Collected data entries
╔══
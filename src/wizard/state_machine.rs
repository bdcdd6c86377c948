use serde::{Deserialize, Serialize};
use statig::blocking::StateMachine;
use statig::prelude::*;
use std::sync::Arc;
use std::time::Duration;

use super::definition::WizardDefinition;
use super::types::{
    FieldError, FieldValue, Fields, Notification, Prefill, Route, TransitionResult, VerificationOutcome,
    WizardError, WizardStep,
};

#[derive(Debug, Clone, Copy, PartialEq, Eq, Serialize, Deserialize)]
pub enum WizardEvent {
    /// Primary action of the current screen
    Submit,
    Back,
    Resolve(VerificationOutcome),
    Retry,
    Exit,
}

/// Side effects requested by a transition, applied by the owning session
#[derive(Debug, Clone, PartialEq)]
pub enum WizardEffect {
    Notify(Notification),
    Navigate(Route),
    ScheduleVerification { delay: Duration },
    /// The session is being left; pending work must be released
    Close,
}

/// Mutable session data handed to every state handler
#[derive(Debug, Clone)]
pub struct WizardData {
    pub step: WizardStep,
    pub fields: Fields,
    pub pending: bool,
    initial_fields: Fields,
    transaction_id: String,
    rejected_fields: Vec<String>,
    effects: Vec<WizardEffect>,
}

/// Immutable machine storage: which wizard this is
pub struct WizardFlow {
    definition: Arc<WizardDefinition>,
}

#[state_machine(initial = "State::collecting()")]
impl WizardFlow {
    #[state]
    fn collecting(&self, context: &mut WizardData, event: &WizardEvent) -> Outcome<State> {
        let Some(index) = context.step.collect_index() else {
            return Handled;
        };
        match event {
            WizardEvent::Submit => {
                let Some(step) = self.definition.step(index) else {
                    return Handled;
                };
                let failing = step.failing_fields(&context.fields);
                if !failing.is_empty() {
                    tracing::debug!(step = step.id, failing = ?failing, "Step guard rejected submission");
                    context.rejected_fields = failing;
                    return Handled;
                }
                context.effects.push(WizardEffect::Notify(step.completed.render(&context.fields)));

                if index < self.definition.last_step() {
                    context.step = WizardStep::Collect(index + 1);
                    tracing::info!(
                        variant = %self.definition.variant,
                        from = step.id,
                        to = self.definition.step_id(context.step),
                        "Step completed"
                    );
                    return Handled;
                }

                match &self.definition.verification {
                    Some(policy) => {
                        context.step = WizardStep::Verifying;
                        context.pending = true;
                        context
                            .effects
                            .push(WizardEffect::ScheduleVerification { delay: policy.delay });
                        tracing::info!(
                            variant = %self.definition.variant,
                            delay = ?policy.delay,
                            "Verification scheduled"
                        );
                        Transition(State::verifying())
                    }
                    None => {
                        self.enter_succeeded(context);
                        Transition(State::succeeded())
                    }
                }
            }
            WizardEvent::Back if index > 0 => {
                context.step = WizardStep::Collect(index - 1);
                tracing::info!(
                    variant = %self.definition.variant,
                    to = self.definition.step_id(context.step),
                    "Moved back one step"
                );
                Handled
            }
            WizardEvent::Back | WizardEvent::Exit => {
                self.leave(context);
                Handled
            }
            _ => Handled,
        }
    }

    #[state]
    fn verifying(&self, context: &mut WizardData, event: &WizardEvent) -> Outcome<State> {
        match event {
            WizardEvent::Resolve(_) if !context.pending => Handled,
            WizardEvent::Resolve(VerificationOutcome::Approved) => {
                self.enter_succeeded(context);
                Transition(State::succeeded())
            }
            WizardEvent::Resolve(VerificationOutcome::Rejected) => {
                context.pending = false;
                context.step = WizardStep::Failed;
                if let Some(policy) = &self.definition.verification {
                    context.effects.push(WizardEffect::Notify(policy.rejected.render(&context.fields)));
                }
                tracing::warn!(variant = %self.definition.variant, "Verification rejected");
                Transition(State::failed())
            }
            WizardEvent::Exit => {
                self.leave(context);
                Handled
            }
            _ => Handled,
        }
    }

    #[state]
    fn succeeded(&self, context: &mut WizardData, event: &WizardEvent) -> Outcome<State> {
        match event {
            WizardEvent::Submit => {
                context
                    .effects
                    .push(WizardEffect::Navigate(self.definition.success_route(&context.transaction_id)));
                Handled
            }
            WizardEvent::Exit => {
                self.leave(context);
                Handled
            }
            _ => Handled,
        }
    }

    #[state]
    fn failed(&self, context: &mut WizardData, event: &WizardEvent) -> Outcome<State> {
        match event {
            WizardEvent::Retry => {
                context.fields = context.initial_fields.clone();
                context.pending = false;
                context.step = WizardStep::Collect(0);
                tracing::info!(variant = %self.definition.variant, "Wizard reset for retry");
                Transition(State::collecting())
            }
            WizardEvent::Exit | WizardEvent::Back => {
                self.leave(context);
                Handled
            }
            _ => Handled,
        }
    }
}

impl WizardFlow {
    fn enter_succeeded(&self, context: &mut WizardData) {
        context.pending = false;
        context.step = WizardStep::Succeeded;
        let notice = self
            .definition
            .verification
            .as_ref()
            .map(|policy| &policy.approved)
            .or(self.definition.completed.as_ref());
        if let Some(notice) = notice {
            context.effects.push(WizardEffect::Notify(notice.render(&context.fields)));
        }
        context
            .effects
            .push(WizardEffect::Navigate(self.definition.success_route(&context.transaction_id)));
        tracing::info!(variant = %self.definition.variant, "Wizard succeeded");
    }

    fn leave(&self, context: &mut WizardData) {
        // Nothing stays in flight once the wizard is left
        context.pending = false;
        context.effects.push(WizardEffect::Close);
        context.effects.push(WizardEffect::Navigate(Route::Dashboard));
        tracing::info!(
            variant = %self.definition.variant,
            step = self.definition.step_id(context.step),
            "Leaving wizard"
        );
    }
}

/// One verification wizard: generic state machine plus its collected data.
pub struct WizardMachine {
    definition: Arc<WizardDefinition>,
    machine: StateMachine<WizardFlow>,
    data: WizardData,
}

impl WizardMachine {
    pub fn new(definition: Arc<WizardDefinition>, transaction_id: impl Into<String>) -> Self {
        let fields = definition.initial_fields();
        let machine = WizardFlow {
            definition: Arc::clone(&definition),
        }
        .state_machine();

        Self {
            definition,
            machine,
            data: WizardData {
                step: WizardStep::Collect(0),
                initial_fields: fields.clone(),
                fields,
                pending: false,
                transaction_id: transaction_id.into(),
                rejected_fields: Vec::new(),
                effects: Vec::new(),
            },
        }
    }

    /// Start with values from earlier verification; those fields become read-only.
    pub fn with_prefill(
        definition: Arc<WizardDefinition>,
        transaction_id: impl Into<String>,
        prefill: &Prefill,
    ) -> Result<Self, WizardError> {
        let mut wizard = Self::new(definition, transaction_id);
        for (key, value) in prefill {
            let spec = wizard.definition.field(key).ok_or_else(|| FieldError::UnknownField { key: key.clone() })?;
            if !spec.prefillable {
                return Err(WizardError::PrefillNotAllowed {
                    key: key.clone(),
                    variant: wizard.definition.variant.to_string(),
                });
            }
            if !spec.accepts_kind(value) || !spec.constraint.is_satisfied_by(value) {
                return Err(WizardError::InvalidPrefill {
                    key: key.clone(),
                    reason: spec.constraint.describe(),
                });
            }
            wizard.data.initial_fields.insert(
                key.clone(),
                super::types::FieldEntry {
                    value: value.clone(),
                    prefilled: true,
                },
            );
        }
        wizard.data.fields = wizard.data.initial_fields.clone();
        Ok(wizard)
    }

    pub fn definition(&self) -> &WizardDefinition {
        &self.definition
    }

    pub fn step(&self) -> WizardStep {
        self.data.step
    }

    pub fn fields(&self) -> &Fields {
        &self.data.fields
    }

    pub fn is_pending(&self) -> bool {
        self.data.pending
    }

    pub fn transaction_id(&self) -> &str {
        &self.data.transaction_id
    }

    /// Set a field of the current collection step.
    pub fn update_field(&mut self, key: &str, value: FieldValue) -> Result<(), FieldError> {
        let spec = self
            .definition
            .field(key)
            .ok_or_else(|| FieldError::UnknownField { key: key.to_string() })?;
        if self.data.fields.is_prefilled(key) {
            return Err(FieldError::ReadOnly { key: key.to_string() });
        }
        if self.data.step.collect_index() != self.definition.step_of(key) {
            return Err(FieldError::NotEditable {
                key: key.to_string(),
                step: self.data.step,
            });
        }
        if !spec.accepts_kind(&value) {
            return Err(FieldError::KindMismatch {
                key: key.to_string(),
                expected: match value {
                    FieldValue::Text(_) => "flag",
                    FieldValue::Flag(_) => "text",
                },
            });
        }
        self.data.fields.set_value(key, value);
        Ok(())
    }

    pub fn submit(&mut self) -> TransitionResult {
        self.dispatch(WizardEvent::Submit)
    }

    pub fn back(&mut self) -> TransitionResult {
        self.dispatch(WizardEvent::Back)
    }

    pub fn resolve(&mut self, outcome: VerificationOutcome) -> TransitionResult {
        self.dispatch(WizardEvent::Resolve(outcome))
    }

    pub fn retry(&mut self) -> TransitionResult {
        self.dispatch(WizardEvent::Retry)
    }

    pub fn exit(&mut self) -> TransitionResult {
        self.dispatch(WizardEvent::Exit)
    }

    pub fn dispatch(&mut self, event: WizardEvent) -> TransitionResult {
        let from = self.data.step;
        self.data.rejected_fields.clear();
        self.machine.handle_with_context(&event, &mut self.data);
        let to = self.data.step;

        if from != to {
            TransitionResult::Transitioned { from, to }
        } else if !self.data.rejected_fields.is_empty() {
            TransitionResult::Rejected {
                step: from,
                failed_fields: std::mem::take(&mut self.data.rejected_fields),
            }
        } else {
            TransitionResult::Unchanged { step: from }
        }
    }

    /// Effects produced since the last drain, in emission order
    pub fn drain_effects(&mut self) -> Vec<WizardEffect> {
        std::mem::take(&mut self.data.effects)
    }
}
use anyhow::Result;
use kyc_wizard::wizard::{Navigator, Notification, NotificationLevel, Notifier, Route};
use tokio::io::{AsyncBufReadExt, AsyncWriteExt, BufReader, Lines, Stdin};

pub mod config;
pub mod track;
pub mod wizard;

pub type InputLines = Lines<BufReader<Stdin>>;

pub fn stdin_lines() -> InputLines {
    BufReader::new(tokio::io::stdin()).lines()
}

/// Print a prompt and read one trimmed line; `None` once input is closed.
pub async fn prompt(lines: &mut InputLines, message: &str) -> Result<Option<String>> {
    let mut stdout = tokio::io::stdout();
    stdout.write_all(message.as_bytes()).await?;
    stdout.flush().await?;
    let line = lines.next_line().await?;
    if line.is_none() {
        println!();
    }
    Ok(line.map(|line| line.trim().to_string()))
}

/// Prints notifications the way the screens show toasts
#[derive(Debug, Default)]
pub struct ConsoleNotifier;

impl Notifier for ConsoleNotifier {
    fn notify(&self, notification: &Notification) {
        let icon = match notification.level {
            NotificationLevel::Success => "✅",
            NotificationLevel::Info => "🔔",
            NotificationLevel::Error => "❌",
        };
        println!("{icon} {}: {}", notification.title, notification.description);
    }
}

#[derive(Debug, Default)]
pub struct ConsoleNavigator;

impl Navigator for ConsoleNavigator {
    fn navigate(&self, route: &Route) {
        println!("➡️  Navigating to {route}");
    }
}
// Input handling - normalizes raw keystrokes before they reach the machine

use serde::{Deserialize, Serialize};

#[derive(Debug, Clone, Copy, PartialEq, Eq, Serialize, Deserialize)]
#[serde(rename_all = "snake_case")]
pub enum Normalization {
    /// Alphanumeric identifiers are uppercased
    Uppercase,
    /// Numeric identifiers keep only ASCII digits
    DigitsOnly,
    /// Passed through as typed
    Verbatim,
}

/// Normalize raw input and cap it at `max_len` characters.
pub fn normalize(raw: &str, normalization: Normalization, max_len: Option<usize>) -> String {
    let normalized: String = match normalization {
        Normalization::Uppercase => raw.to_uppercase(),
        Normalization::DigitsOnly => raw.chars().filter(|c| c.is_ascii_digit()).collect(),
        Normalization::Verbatim => raw.to_string(),
    };

    match max_len {
        Some(limit) => normalized.chars().take(limit).collect(),
        None => normalized,
    }
}

/// Parse a yes/no answer for flag fields.
pub fn parse_flag(raw: &str) -> Option<bool> {
    match raw.trim().to_ascii_lowercase().as_str() {
        "y" | "yes" | "true" | "1" | "on" => Some(true),
        "n" | "no" | "false" | "0" | "off" | "" => Some(false),
        _ => None,
    }
}
use anyhow::{bail, Result};
use kyc_wizard::config::KycWizardConfig;
use std::path::Path;

pub struct ConfigCommand;

impl ConfigCommand {
    pub fn show(config: &KycWizardConfig) -> Result<()> {
        print!("{}", toml::to_string_pretty(config)?);
        Ok(())
    }

    pub fn init(path: &str, force: bool) -> Result<()> {
        if Path::new(path).exists() && !force {
            bail!("{path} already exists; pass --force to overwrite it");
        }
        KycWizardConfig::default().save_to_file(path)?;
        println!("✅ Wrote default configuration to {path}");
        Ok(())
    }
}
╚══
What is asked for is an exact copy of the lines above from the one containing "pub type InputLines" through the one containing "pub async fn", and only those.

=== Answer space ===
pub type InputLines = Lines<BufReader<Stdin>>;

pub fn stdin_lines() -> InputLines {
    BufReader::new(tokio::io::stdin()).lines()
}

/// Print a prompt and read one trimmed line; `None` once input is closed.
pub async fn prompt(lines: &mut InputLines, message: &str) -> Result<Option<String>> {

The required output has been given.